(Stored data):
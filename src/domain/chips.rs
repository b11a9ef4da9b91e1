use core::fmt;
use core::iter::Sum;
use core::ops::{Add, AddAssign, Sub, SubAssign};

use serde::{Deserialize, Serialize};

/// Количество фишек. Беззнаковая обёртка: стек не может уйти в минус.
#[derive(Clone, Copy, Debug, Default, Serialize, Deserialize, PartialEq, Eq, PartialOrd, Ord, Hash)]
#[serde(transparent)]
pub struct Chips(pub u64);

impl Chips {
    pub const ZERO: Chips = Chips(0);

    pub const fn new(amount: u64) -> Self {
        Chips(amount)
    }

    pub fn is_zero(&self) -> bool {
        self.0 == 0
    }

    /// Вычитание с насыщением в ноль.
    pub fn saturating_sub(self, other: Chips) -> Chips {
        Chips(self.0.saturating_sub(other.0))
    }

    /// Удвоение с насыщением: большой блайнд из малого.
    pub fn doubled(self) -> Chips {
        Chips(self.0.saturating_mul(2))
    }

    /// Вычитание, которое не прячет нехватку фишек.
    pub fn checked_sub(self, other: Chips) -> Option<Chips> {
        self.0.checked_sub(other.0).map(Chips)
    }
}

impl fmt::Display for Chips {
    fn fmt(&self, f: &mut fmt::Formatter<'_>) -> fmt::Result {
        write!(f, "{}", self.0)
    }
}

impl From<u64> for Chips {
    fn from(amount: u64) -> Self {
        Chips(amount)
    }
}

impl Add for Chips {
    type Output = Chips;

    fn add(self, rhs: Chips) -> Self::Output {
        Chips(self.0.saturating_add(rhs.0))
    }
}

impl AddAssign for Chips {
    fn add_assign(&mut self, rhs: Chips) {
        self.0 = self.0.saturating_add(rhs.0);
    }
}

impl Sub for Chips {
    type Output = Chips;

    fn sub(self, rhs: Chips) -> Self::Output {
        Chips(self.0.saturating_sub(rhs.0))
    }
}

impl SubAssign for Chips {
    fn sub_assign(&mut self, rhs: Chips) {
        self.0 = self.0.saturating_sub(rhs.0);
    }
}

impl Sum for Chips {
    fn sum<I: Iterator<Item = Chips>>(iter: I) -> Self {
        iter.fold(Chips::ZERO, |acc, c| acc + c)
    }
}

impl<'a> Sum<&'a Chips> for Chips {
    fn sum<I: Iterator<Item = &'a Chips>>(iter: I) -> Self {
        iter.copied().sum()
    }
}
use serde::{Deserialize, Serialize};

use crate::domain::card::Card;
use crate::engine::errors::EngineError;
use crate::engine::RandomSource;

/// Источник карт для раунда. Движку важно только одно: карты уникальны,
/// и при нехватке возвращается `DeckExhausted`.
pub trait DeckSource {
    fn draw(&mut self, n: usize) -> Result<Vec<Card>, EngineError>;

    fn remaining(&self) -> usize;
}

/// Колода карт. Верх колоды – конец вектора.
/// Перемешивание делает `RandomSource`, НЕ сама колода.
#[derive(Clone, Debug, Serialize, Deserialize, PartialEq, Eq)]
pub struct Deck {
    cards: Vec<Card>,
}

impl Deck {
    /// Стандартная колода: первой тянется карта с id 1, последней – с id 52.
    pub fn standard_52() -> Self {
        let cards = (Card::MIN_ID..=Card::MAX_ID)
            .rev()
            .filter_map(Card::from_id)
            .collect();
        Deck { cards }
    }

    pub fn shuffled<R: RandomSource>(rng: &mut R) -> Self {
        let mut deck = Self::standard_52();
        rng.shuffle(&mut deck.cards);
        deck
    }

    /// Колода с заранее заданным порядком раздачи (первая карта тянется первой).
    /// Нужна для воспроизводимых раундов и тестов.
    pub fn stacked(draw_order: Vec<Card>) -> Self {
        let mut cards = draw_order;
        cards.reverse();
        Deck { cards }
    }

    pub fn len(&self) -> usize {
        self.cards.len()
    }

    pub fn is_empty(&self) -> bool {
        self.cards.is_empty()
    }
}

impl DeckSource for Deck {
    fn draw(&mut self, n: usize) -> Result<Vec<Card>, EngineError> {
        if self.cards.len() < n {
            return Err(EngineError::DeckExhausted {
                requested: n,
                remaining: self.cards.len(),
            });
        }
        let split_at = self.cards.len() - n;
        let mut taken = self.cards.split_off(split_at);
        taken.reverse();
        Ok(taken)
    }

    fn remaining(&self) -> usize {
        self.cards.len()
    }
}
//! In-memory news database for tests

use sqlx::{Connection, SqliteConnection};

use super::Session;

const CREATE_AUTHORS: &str = r#"
CREATE TABLE authors (
    id INTEGER PRIMARY KEY,
    name TEXT NOT NULL
)
"#;

const CREATE_ARTICLES: &str = r#"
CREATE TABLE articles (
    slug TEXT PRIMARY KEY,
    title TEXT NOT NULL,
    author INTEGER NOT NULL REFERENCES authors(id)
)
"#;

const CREATE_LOG: &str = r#"
CREATE TABLE log (
    path TEXT,
    status TEXT,
    time TEXT
)
"#;

// Inserts `n` identical log rows without a round trip per row
const INSERT_LOG_ROWS: &str = r#"
WITH RECURSIVE seq(n) AS (
    SELECT 1
    UNION ALL
    SELECT n + 1 FROM seq WHERE n < ?
)
INSERT INTO log (path, status, time)
SELECT ?, ?, ? FROM seq
"#;

pub struct Fixture {
    conn: SqliteConnection,
}

impl Fixture {
    pub async fn new() -> Self {
        let mut conn = SqliteConnection::connect("sqlite::memory:").await.unwrap();
        for ddl in [CREATE_AUTHORS, CREATE_ARTICLES, CREATE_LOG] {
            sqlx::query(ddl).execute(&mut conn).await.unwrap();
        }
        Self { conn }
    }

    pub async fn author(mut self, id: i64, name: &str) -> Self {
        sqlx::query("INSERT INTO authors (id, name) VALUES (?, ?)")
            .bind(id)
            .bind(name)
            .execute(&mut self.conn)
            .await
            .unwrap();
        self
    }

    pub async fn article(mut self, slug: &str, title: &str, author: i64) -> Self {
        sqlx::query("INSERT INTO articles (slug, title, author) VALUES (?, ?, ?)")
            .bind(slug)
            .bind(title)
            .bind(author)
            .execute(&mut self.conn)
            .await
            .unwrap();
        self
    }

    /// Adds `count` requests for `path` with the given status at `time`
    pub async fn hits(mut self, path: &str, status: &str, time: &str, count: i64) -> Self {
        if count == 0 {
            return self;
        }
        sqlx::query(INSERT_LOG_ROWS)
            .bind(count)
            .bind(path)
            .bind(status)
            .bind(time)
            .execute(&mut self.conn)
            .await
            .unwrap();
        self
    }

    pub async fn session(self) -> Session {
        Session::attach("memory", self.conn).await.unwrap()
    }
}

(What the task asks):
Give back, exactly as written, the stretch from the line with "fn sub_assign(&mut self, rhs: Chips)" through the line with "use crate::domain::card::Card;", and no other lines from the records above.

(Task response):
    fn sub_assign(&mut self, rhs: Chips) {
        self.0 = self.0.saturating_sub(rhs.0);
    }
}

impl Sum for Chips {
    fn sum<I: Iterator<Item = Chips>>(iter: I) -> Self {
        iter.fold(Chips::ZERO, |acc, c| acc + c)
    }
}

impl<'a> Sum<&'a Chips> for Chips {
    fn sum<I: Iterator<Item = &'a Chips>>(iter: I) -> Self {
        iter.copied().sum()
    }
}
use serde::{Deserialize, Serialize};

use crate::domain::card::Card;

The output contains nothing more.